Calculates the standard error of MeasureSurvGraf.

If integrated == FALSE then the standard error of the loss, L, is approximated via, $$se(L) = sd(L)/\sqrt{N}$$ where \(N\) are the number of observations in the test set, and \(sd\) is the standard deviation.

If integrated == TRUE then correlations between time-points need to be taken into account, therefore $$se(L) = \sqrt{\frac{\sum_{i = 1}^M\sum_{j=1}^M \Sigma_{i,j}}{NT^2}}$$ where \(\Sigma_{i, j}\) is the sample covariance matrix over \(M\) distinct time-points.


R6::R6Class() inheriting from MeasureSurvIntegrated/MeasureSurv.
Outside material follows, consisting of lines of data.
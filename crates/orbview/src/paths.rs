use std::path::{Path, PathBuf};

use anyhow::{Context, Result};
use directories_next::BaseDirs;
use orb_config::OrbConfig;

const APPLICATION_DIR: &str = "orbview";
const CONFIG_FILE: &str = "orb.toml";

/// Where the effective configuration came from.
#[derive(Debug, Clone, PartialEq, Eq)]
pub enum ConfigSource {
    /// `--config` or `ORBVIEW_CONFIG`.
    Explicit(PathBuf),
    /// The per-user default file.
    UserDefault(PathBuf),
    BuiltIn,
}

pub fn default_config_file() -> Option<PathBuf> {
    BaseDirs::new().map(|dirs| dirs.config_dir().join(APPLICATION_DIR).join(CONFIG_FILE))
}

/// Loads the explicit file if one was named (it must exist), else the
/// per-user default if present, else built-in defaults.
pub fn resolve_config(explicit: Option<&Path>) -> Result<(OrbConfig, ConfigSource)> {
    if let Some(path) = explicit {
        let config = OrbConfig::load(path)
            .with_context(|| format!("failed to load config from {}", path.display()))?;
        return Ok((config, ConfigSource::Explicit(path.to_path_buf())));
    }

    match default_config_file() {
        Some(path) if path.is_file() => {
            let config = OrbConfig::load(&path)
                .with_context(|| format!("failed to load config from {}", path.display()))?;
            Ok((config, ConfigSource::UserDefault(path)))
        }
        _ => Ok((OrbConfig::default(), ConfigSource::BuiltIn)),
    }
}

#[cfg(test)]
mod tests {
    use super::*;
    use std::fs;
    use tempfile::TempDir;

    #[test]
    fn explicit_file_is_loaded() {
        let dir = TempDir::new().unwrap();
        let path = dir.path().join("custom.toml");
        fs::write(&path, "[orb]\nhue = 120.0\n").unwrap();

        let (config, source) = resolve_config(Some(&path)).unwrap();
        assert_eq!(config.orb.hue, 120.0);
        assert_eq!(source, ConfigSource::Explicit(path));
    }

    #[test]
    fn missing_explicit_file_is_an_error() {
        let dir = TempDir::new().unwrap();
        let err = resolve_config(Some(&dir.path().join("absent.toml"))).unwrap_err();
        assert!(err.to_string().contains("failed to load config"));
    }

    #[test]
    fn default_file_lives_under_orbview() {
        if let Some(path) = default_config_file() {
            assert!(path.ends_with("orbview/orb.toml"));
        }
    }
}
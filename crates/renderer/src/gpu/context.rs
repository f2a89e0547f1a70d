use std::sync::Arc;

use anyhow::{anyhow, Context as AnyhowContext, Result};
use raw_window_handle::{HasDisplayHandle, HasWindowHandle};
use winit::dpi::PhysicalSize;

/// Instance, surface, device and queue for one orb.
///
/// `surface` is declared before `_target` so it is dropped while the window
/// it was created from is still alive.
pub(crate) struct GpuContext<T> {
    pub surface: wgpu::Surface<'static>,
    pub device: wgpu::Device,
    pub queue: wgpu::Queue,
    pub config: wgpu::SurfaceConfiguration,
    pub max_dimension: u32,
    _instance: wgpu::Instance,
    _target: Arc<T>,
}

impl<T> GpuContext<T>
where
    T: HasDisplayHandle + HasWindowHandle,
{
    pub(crate) fn new(target: Arc<T>, initial_size: PhysicalSize<u32>) -> Result<Self> {
        let instance = wgpu::Instance::new(&wgpu::InstanceDescriptor {
            backends: wgpu::Backends::all(),
            flags: wgpu::InstanceFlags::default(),
            memory_budget_thresholds: wgpu::MemoryBudgetThresholds::default(),
            backend_options: wgpu::BackendOptions::default(),
        });

        let window_handle = target
            .window_handle()
            .map_err(|err| anyhow!("failed to acquire window handle: {err}"))?;
        let display_handle = target
            .display_handle()
            .map_err(|err| anyhow!("failed to acquire display handle: {err}"))?;

        // SAFETY: the handles belong to `target`, which this context keeps
        // alive in `_target` for as long as the surface exists.
        let surface = unsafe {
            instance.create_surface_unsafe(wgpu::SurfaceTargetUnsafe::RawHandle {
                raw_display_handle: display_handle.as_raw(),
                raw_window_handle: window_handle.as_raw(),
            })
        }
        .context("failed to create rendering surface")?;

        let adapter = pollster::block_on(instance.request_adapter(&wgpu::RequestAdapterOptions {
            power_preference: wgpu::PowerPreference::LowPower,
            compatible_surface: Some(&surface),
            force_fallback_adapter: false,
        }))
        .context("failed to find a suitable GPU adapter")?;

        let adapter_info = adapter.get_info();
        tracing::debug!(
            name = %adapter_info.name,
            backend = ?adapter_info.backend,
            device_type = ?adapter_info.device_type,
            "selected GPU adapter"
        );

        let limits = adapter.limits();
        let max_dimension = limits.max_texture_dimension_2d;
        let width = initial_size.width.max(1);
        let height = initial_size.height.max(1);
        if width > max_dimension || height > max_dimension {
            anyhow::bail!(
                "GPU max texture dimension is {max_dimension}, requested surface is {width}x{height}"
            );
        }

        let (device, queue) = pollster::block_on(adapter.request_device(&wgpu::DeviceDescriptor {
            label: Some("orb device"),
            required_features: wgpu::Features::empty(),
            required_limits: limits.clone(),
            memory_hints: wgpu::MemoryHints::MemoryUsage,
            trace: wgpu::Trace::default(),
        }))
        .context("failed to create GPU device")?;

        let caps = surface.get_capabilities(&adapter);
        let format = caps
            .formats
            .iter()
            .copied()
            .find(|format| !format.is_srgb())
            .or_else(|| caps.formats.first().copied())
            .context("surface reports no supported formats")?;
        let alpha_mode = pick_alpha_mode(&caps.alpha_modes);
        let present_mode = caps
            .present_modes
            .iter()
            .copied()
            .find(|mode| *mode == wgpu::PresentMode::Fifo)
            .or_else(|| caps.present_modes.first().copied())
            .context("surface reports no present modes")?;
        tracing::debug!(?format, ?alpha_mode, ?present_mode, "configuring orb surface");

        let config = wgpu::SurfaceConfiguration {
            usage: wgpu::TextureUsages::RENDER_ATTACHMENT,
            format,
            width,
            height,
            present_mode,
            alpha_mode,
            view_formats: vec![],
            desired_maximum_frame_latency: 1,
        };
        surface.configure(&device, &config);

        Ok(Self {
            surface,
            device,
            queue,
            config,
            max_dimension,
            _instance: instance,
            _target: target,
        })
    }
}

impl<T> GpuContext<T> {
    /// Reconfigures the swapchain. Returns `false` and keeps the current size
    /// when the request exceeds what the device can allocate.
    pub(crate) fn resize(&mut self, size: PhysicalSize<u32>) -> bool {
        let width = size.width.max(1);
        let height = size.height.max(1);
        if width > self.max_dimension || height > self.max_dimension {
            tracing::warn!(
                width,
                height,
                max = self.max_dimension,
                "requested framebuffer exceeds GPU limits; keeping previous size"
            );
            return false;
        }
        self.config.width = width;
        self.config.height = height;
        self.surface.configure(&self.device, &self.config);
        true
    }

    /// Reapplies the current configuration after the surface was lost.
    pub(crate) fn reconfigure(&self) {
        self.surface.configure(&self.device, &self.config);
    }
}

/// Straight (non-premultiplied) output is preferred; anything the surface
/// supports is accepted otherwise.
fn pick_alpha_mode(supported: &[wgpu::CompositeAlphaMode]) -> wgpu::CompositeAlphaMode {
    const PREFERENCE: [wgpu::CompositeAlphaMode; 3] = [
        wgpu::CompositeAlphaMode::PostMultiplied,
        wgpu::CompositeAlphaMode::Inherit,
        wgpu::CompositeAlphaMode::PreMultiplied,
    ];
    PREFERENCE
        .into_iter()
        .find(|mode| supported.contains(mode))
        .or_else(|| supported.first().copied())
        .unwrap_or(wgpu::CompositeAlphaMode::Auto)
}
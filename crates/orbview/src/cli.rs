use std::path::PathBuf;

use clap::{Parser, Subcommand};

#[derive(Parser, Debug)]
#[command(
    name = "orbview",
    author,
    version,
    about = "Animated orb render surface",
    arg_required_else_help = false
)]
pub struct Cli {
    #[command(flatten)]
    pub run: RunArgs,
    #[command(subcommand)]
    pub command: Option<Command>,
}

#[derive(Parser, Debug, Clone, Default)]
pub struct RunArgs {
    /// Configuration file; defaults to `<config dir>/orbview/orb.toml`.
    #[arg(long, value_name = "FILE", env = "ORBVIEW_CONFIG", global = true)]
    pub config: Option<PathBuf>,

    /// Hue rotation in degrees applied to the orb palette.
    #[arg(long, value_name = "DEGREES", allow_negative_numbers = true, global = true)]
    pub hue: Option<f32>,

    /// Strength of the hover distortion.
    #[arg(long, value_name = "AMOUNT", global = true)]
    pub hover_intensity: Option<f32>,

    /// Backdrop color (`#rrggbb`, `rgb(...)`, `hsl(...)`).
    #[arg(long, value_name = "COLOR", global = true)]
    pub background: Option<String>,

    /// Keep the orb in its hovered state regardless of the pointer.
    #[arg(long, global = true)]
    pub force_hover: bool,

    /// Do not rotate the orb while it is hovered.
    #[arg(long, global = true)]
    pub no_rotate_on_hover: bool,

    /// Behave as if the primary input were a touch screen.
    #[arg(long, global = true)]
    pub touch: bool,

    /// Freeze animation time as if the user asked for reduced motion.
    #[arg(long, global = true)]
    pub reduced_motion: bool,

    /// Override the device pixel ratio reported by the display.
    #[arg(long, value_name = "RATIO", global = true)]
    pub device_pixel_ratio: Option<f64>,

    /// Window size in logical pixels (e.g. `600x600`).
    #[arg(long, value_name = "WIDTHxHEIGHT", value_parser = parse_size, global = true)]
    pub size: Option<(u32, u32)>,

    /// Drive the session without a window or GPU and print a JSON report.
    #[arg(long)]
    pub headless: bool,

    /// Frames to deliver in headless mode.
    #[arg(long, value_name = "N", default_value_t = 120)]
    pub frames: u32,

    /// Synthetic time between headless frames.
    #[arg(long, value_name = "MILLISECONDS", default_value_t = 16)]
    pub frame_interval_ms: u64,
}

#[derive(Subcommand, Debug)]
pub enum Command {
    /// Print the effective configuration as JSON.
    Config,
}

pub fn parse() -> Cli {
    Cli::parse()
}

fn parse_size(value: &str) -> Result<(u32, u32), String> {
    let (width, height) = value
        .trim()
        .split_once(['x', 'X'])
        .ok_or_else(|| "expected WxH format, e.g. 600x600".to_string())?;
    let width: u32 = width
        .trim()
        .parse()
        .map_err(|_| "invalid width in size specification".to_string())?;
    let height: u32 = height
        .trim()
        .parse()
        .map_err(|_| "invalid height in size specification".to_string())?;
    if width == 0 || height == 0 {
        return Err("window dimensions must be greater than zero".into());
    }
    Ok((width, height))
}

#[cfg(test)]
mod tests {
    use super::*;

    #[test]
    fn size_accepts_both_separators() {
        assert_eq!(parse_size("800x600"), Ok((800, 600)));
        assert_eq!(parse_size(" 32X16 "), Ok((32, 16)));
        assert!(parse_size("0x10").is_err());
        assert!(parse_size("800").is_err());
        assert!(parse_size("axb").is_err());
    }

    #[test]
    fn flags_parse_into_run_args() {
        let cli = Cli::try_parse_from([
            "orbview",
            "--hue",
            "-45",
            "--force-hover",
            "--no-rotate-on-hover",
            "--size",
            "320x240",
            "--headless",
            "--frames",
            "3",
        ])
        .unwrap();
        assert_eq!(cli.run.hue, Some(-45.0));
        assert!(cli.run.force_hover);
        assert!(cli.run.no_rotate_on_hover);
        assert_eq!(cli.run.size, Some((320, 240)));
        assert!(cli.run.headless);
        assert_eq!(cli.run.frames, 3);
        assert!(cli.command.is_none());
    }

    #[test]
    fn config_subcommand_keeps_overrides() {
        let cli = Cli::try_parse_from(["orbview", "config", "--hue", "90"]).unwrap();
        assert!(matches!(cli.command, Some(Command::Config)));
        assert_eq!(cli.run.hue, Some(90.0));
    }
}
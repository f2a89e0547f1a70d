use std::fmt;

#[derive(Debug, thiserror::Error, PartialEq, Eq)]
pub enum LifecycleError {
    #[error("render loop already started (phase: {0})")]
    AlreadyStarted(LoopPhase),
    #[error("render loop has been disposed")]
    Disposed,
}

/// Phase of a render loop.
#[derive(Debug, Clone, Copy, PartialEq, Eq, Hash)]
pub enum LoopPhase {
    /// Constructed but not mounted yet.
    Idle,
    /// Ticking and drawing.
    Running,
    /// Ticking, but each tick skips its work.
    Suspended,
    /// Terminal; the loop is cancelled and resources are gone.
    Disposed,
}

impl fmt::Display for LoopPhase {
    fn fmt(&self, f: &mut fmt::Formatter<'_>) -> fmt::Result {
        match self {
            LoopPhase::Idle => f.write_str("idle"),
            LoopPhase::Running => f.write_str("running"),
            LoopPhase::Suspended => f.write_str("suspended"),
            LoopPhase::Disposed => f.write_str("disposed"),
        }
    }
}

/// Phase machine for a single render loop.
#[derive(Debug, Clone)]
pub struct Lifecycle {
    phase: LoopPhase,
}

impl Lifecycle {
    pub fn new() -> Self {
        Self::default()
    }

    pub fn phase(&self) -> LoopPhase {
        self.phase
    }

    pub fn is_disposed(&self) -> bool {
        self.phase == LoopPhase::Disposed
    }

    /// Moves `Idle` into `Running`, or straight into `Suspended` when the
    /// render gate is already closed.
    pub fn start(&mut self, should_render: bool) -> Result<LoopPhase, LifecycleError> {
        match self.phase {
            LoopPhase::Idle => {
                self.phase = if should_render {
                    LoopPhase::Running
                } else {
                    LoopPhase::Suspended
                };
                Ok(self.phase)
            }
            LoopPhase::Disposed => Err(LifecycleError::Disposed),
            other => Err(LifecycleError::AlreadyStarted(other)),
        }
    }

    /// Re-evaluates `Running`/`Suspended` against the render gate.
    ///
    /// Returns the new phase when a transition happened. `Idle` and
    /// `Disposed` never change here.
    pub fn apply_gate(&mut self, should_render: bool) -> Option<LoopPhase> {
        let next = match (self.phase, should_render) {
            (LoopPhase::Running, false) => LoopPhase::Suspended,
            (LoopPhase::Suspended, true) => LoopPhase::Running,
            _ => return None,
        };
        self.phase = next;
        Some(next)
    }

    /// Marks the loop disposed. Returns `false` if it already was.
    pub fn dispose(&mut self) -> bool {
        if self.phase == LoopPhase::Disposed {
            return false;
        }
        self.phase = LoopPhase::Disposed;
        true
    }
}

impl Default for Lifecycle {
    fn default() -> Self {
        Self {
            phase: LoopPhase::Idle,
        }
    }
}
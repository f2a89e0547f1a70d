//! wgpu implementation of [`RenderBackend`].
//!
//! - `context` owns instance/surface/device wiring and swapchain
//!   reconfiguration.
//! - `pipeline` compiles the GLSL pair into the single render pipeline and
//!   records the one-triangle pass.

mod context;
mod pipeline;

use std::sync::Arc;

use raw_window_handle::{HasDisplayHandle, HasWindowHandle};
use winit::dpi::PhysicalSize;

use crate::backend::RenderBackend;
use crate::error::OrbError;
use crate::types::SurfaceId;
use crate::uniforms::{OrbUniforms, UniformName, UniformValue};

use context::GpuContext;
use pipeline::OrbPipeline;

struct GpuResources<T> {
    pipeline: OrbPipeline,
    context: GpuContext<T>,
}

/// GPU-backed rendering context drawing into a window surface.
pub struct WgpuBackend<T> {
    surface_id: SurfaceId,
    size: PhysicalSize<u32>,
    uniforms: OrbUniforms,
    resources: Option<GpuResources<T>>,
}

impl<T> WgpuBackend<T>
where
    T: HasDisplayHandle + HasWindowHandle,
{
    /// Creates the device, surface and pipeline for `target`.
    ///
    /// Fails with [`OrbError::ContextAllocation`]; nothing is retried.
    pub fn allocate(target: Arc<T>, size: PhysicalSize<u32>) -> Result<Self, OrbError> {
        let context = GpuContext::new(target, size).map_err(OrbError::allocation)?;
        let pipeline = OrbPipeline::new(&context.device, context.config.format);
        let size = PhysicalSize::new(context.config.width, context.config.height);
        let surface_id = SurfaceId::next();
        tracing::debug!(
            surface = %surface_id,
            width = size.width,
            height = size.height,
            "allocated GPU context"
        );
        Ok(Self {
            surface_id,
            size,
            uniforms: OrbUniforms::new(size),
            resources: Some(GpuResources { pipeline, context }),
        })
    }
}

impl<T> WgpuBackend<T> {
    fn resources(&self) -> Result<&GpuResources<T>, OrbError> {
        self.resources.as_ref().ok_or(OrbError::Released)
    }

    fn handle_surface_error(&self, error: wgpu::SurfaceError) -> Result<(), OrbError> {
        match error {
            wgpu::SurfaceError::Lost | wgpu::SurfaceError::Outdated => {
                tracing::debug!(surface = %self.surface_id, ?error, "surface lost; reconfiguring");
                self.resources()?.context.reconfigure();
                Ok(())
            }
            wgpu::SurfaceError::Timeout => {
                tracing::debug!(surface = %self.surface_id, "surface timeout; skipping frame");
                Ok(())
            }
            other => Err(OrbError::Surface(other)),
        }
    }
}

impl<T> RenderBackend for WgpuBackend<T> {
    fn surface_id(&self) -> SurfaceId {
        self.surface_id
    }

    fn size(&self) -> PhysicalSize<u32> {
        self.size
    }

    fn resize(&mut self, size: PhysicalSize<u32>) -> Result<(), OrbError> {
        let resources = self.resources.as_mut().ok_or(OrbError::Released)?;
        if size == self.size {
            return Ok(());
        }
        if resources.context.resize(size) {
            self.size = PhysicalSize::new(
                resources.context.config.width,
                resources.context.config.height,
            );
            self.uniforms.set_resolution(self.size);
        }
        Ok(())
    }

    fn set_uniform(&mut self, name: UniformName, value: UniformValue) -> Result<(), OrbError> {
        if self.resources.is_none() {
            return Err(OrbError::Released);
        }
        self.uniforms.set(name, value)
    }

    fn uniforms(&self) -> &OrbUniforms {
        &self.uniforms
    }

    fn draw(&mut self) -> Result<(), OrbError> {
        let resources = self.resources()?;
        let frame = match resources.context.surface.get_current_texture() {
            Ok(frame) => frame,
            Err(error) => return self.handle_surface_error(error),
        };
        let view = frame
            .texture
            .create_view(&wgpu::TextureViewDescriptor::default());

        let context = &resources.context;
        context.queue.write_buffer(
            &resources.pipeline.uniform_buffer,
            0,
            bytemuck::bytes_of(&self.uniforms),
        );
        let mut encoder = context
            .device
            .create_command_encoder(&wgpu::CommandEncoderDescriptor {
                label: Some("orb encoder"),
            });
        resources.pipeline.encode(&mut encoder, &view);
        context.queue.submit(Some(encoder.finish()));
        frame.present();
        Ok(())
    }

    fn release(&mut self) {
        if let Some(resources) = self.resources.take() {
            resources.context.device.destroy();
            drop(resources);
            tracing::debug!(surface = %self.surface_id, "released GPU context");
        }
    }

    fn is_released(&self) -> bool {
        self.resources.is_none()
    }
}

impl<T> Drop for WgpuBackend<T> {
    fn drop(&mut self) {
        self.release();
    }
}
MeasureSurvGrafSE$new(integrated = TRUE, times)
  • integrated :: logical(1)
    If TRUE (default), returns the integrated score; otherwise, not integrated.

  • times :: vector()
    If integrate == TRUE then a vector of time-points over which to integrate the score. If integrate == FALSE then a single time point at which to return the score.

Meta Information

  • Type: "surv"

  • Range: \([0, \infty)\)

  • Minimize: TRUE

  • Required prediction: distr


See MeasureSurv, as well as all variables passed to the constructor.


Graf, E., Schmoor, C., Sauerbrei, W. and Schumacher, M. (1999).
Assessment and comparison of prognostic classification schemes for survival data.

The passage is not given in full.